Fig. 7. Study of the HIF-1α-dependent modulation of NRP1 expression and its role on the autophagy-derived regulation of the hypoxia response and the loss of lenvatinib efficacy.

Plots of gene expression correlation between NRP1 and HIF-1α are shown, with the corresponding correlation coefficients and p-values obtained from the (a) UALCAN, (b) UCSC Xena and (c) GEPIA databases.

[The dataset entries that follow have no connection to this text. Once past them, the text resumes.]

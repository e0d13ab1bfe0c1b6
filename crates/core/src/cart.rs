//! Client-side shopping cart.
//!
//! Pure quantity bookkeeping keyed by product id. The cart never talks to
//! the network; checkout converts its contents into [`OrderItem`] lines for
//! the orders endpoint client.

use std::collections::BTreeMap;

use crate::types::{Order, OrderItem, Product};

/// An in-memory cart: product id → quantity.
///
/// Quantities floor at zero; a zero-quantity entry is dropped rather than
/// kept around, so `total_items` and `checkout_lines` agree with what a UI
/// badge would show.
#[derive(Debug, Clone, Default, PartialEq, Eq)]
pub struct Cart {
    quantities: BTreeMap<String, u32>,
}

impl Cart {
    #[must_use]
    pub fn new() -> Self {
        Self::default()
    }

    /// Add one unit of a product.
    pub fn add(&mut self, product_id: &str) {
        *self.quantities.entry(product_id.to_string()).or_insert(0) += 1;
    }

    /// Remove one unit of a product, flooring at zero.
    pub fn remove(&mut self, product_id: &str) {
        if let Some(quantity) = self.quantities.get_mut(product_id) {
            *quantity = quantity.saturating_sub(1);
            if *quantity == 0 {
                self.quantities.remove(product_id);
            }
        }
    }

    /// Quantity currently in the cart for a product.
    #[must_use]
    pub fn quantity(&self, product_id: &str) -> u32 {
        self.quantities.get(product_id).copied().unwrap_or(0)
    }

    /// Total number of units across all products.
    #[must_use]
    pub fn total_items(&self) -> u32 {
        self.quantities.values().sum()
    }

    #[must_use]
    pub fn is_empty(&self) -> bool {
        self.quantities.is_empty()
    }

    /// Empty the cart (after a successful checkout).
    pub fn clear(&mut self) {
        self.quantities.clear();
    }

    /// Convert the cart into checkout lines against the given catalog.
    ///
    /// Products that are no longer in the catalog are silently skipped, the
    /// same way the storefront drops stale cart entries.
    #[must_use]
    pub fn checkout_lines(&self, products: &[Product]) -> Vec<OrderItem> {
        self.quantities
            .iter()
            .filter(|&(_, &quantity)| quantity > 0)
            .filter_map(|(product_id, &quantity)| {
                let product = products.iter().find(|p| &p.id == product_id)?;
                Some(OrderItem {
                    product_id: product.id.clone(),
                    name: product.name.clone(),
                    price: product.price,
                    count: quantity,
                })
            })
            .collect()
    }

    /// Seed a cart from an existing order (the "buy again" path).
    #[must_use]
    pub fn from_order(order: &Order) -> Self {
        let mut cart = Self::new();
        cart.quantities.insert(order.product_id.clone(), order.count);
        cart
    }
}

All the following assays were performed 48 h post-silencing with the last 24 h of treatment with 100 µM CoCl₂ to induce hypoxia (Hx), 100 nM bafilomycin A1 (Baf) and/or 2.5 µM lenvatinib (Lvt) in both HCC cell lines Hep3B and Huh-7. Protein expression was analyzed by Western blot and cell viability by MTT assay. d Protein levels of HIF-1α and NRP1 after HIF-1α silencing in hypoxia. *P < 0.05, **P < 0.01 vs siR Control. e Protein levels of HIF-1α and NRP1 and (f) cell viability after HIF-1α silencing under hypoxia and in combination with bafilomycin A1. **P < 0.01, ***P < 0.001 vs Nx; ^##P < 0.01, ^###P < 0.001 vs Hx; ^σσP < 0.01, ^σσσP < 0.001 vs siR Control. g Protein levels of HIF-1α and NRP1 and (h) cell viability after HIF-1α silencing under hypoxia and in combination with lenvatinib and/or bafilomycin A1. ***P < 0.001 vs Nx; ^#P < 0.05, ^###P < 0.001 vs siR Control; ^σP < 0.05, ^σσP < 0.01, ^σσσP < 0.001 Hx+Lvt vs Hx; ^ττP < 0.01, ^τττP < 0.001 Hx+Lvt+Baf vs Hx+Lvt. Data from (d), (e) and (g) are represented as mean values of arbitrary units (a.u.) ± SD (n = 3), showing one representative immunoblot. Data from (f) and (h) are represented as % of mean values relative to normoxia (Nx) ± SD (n = 7).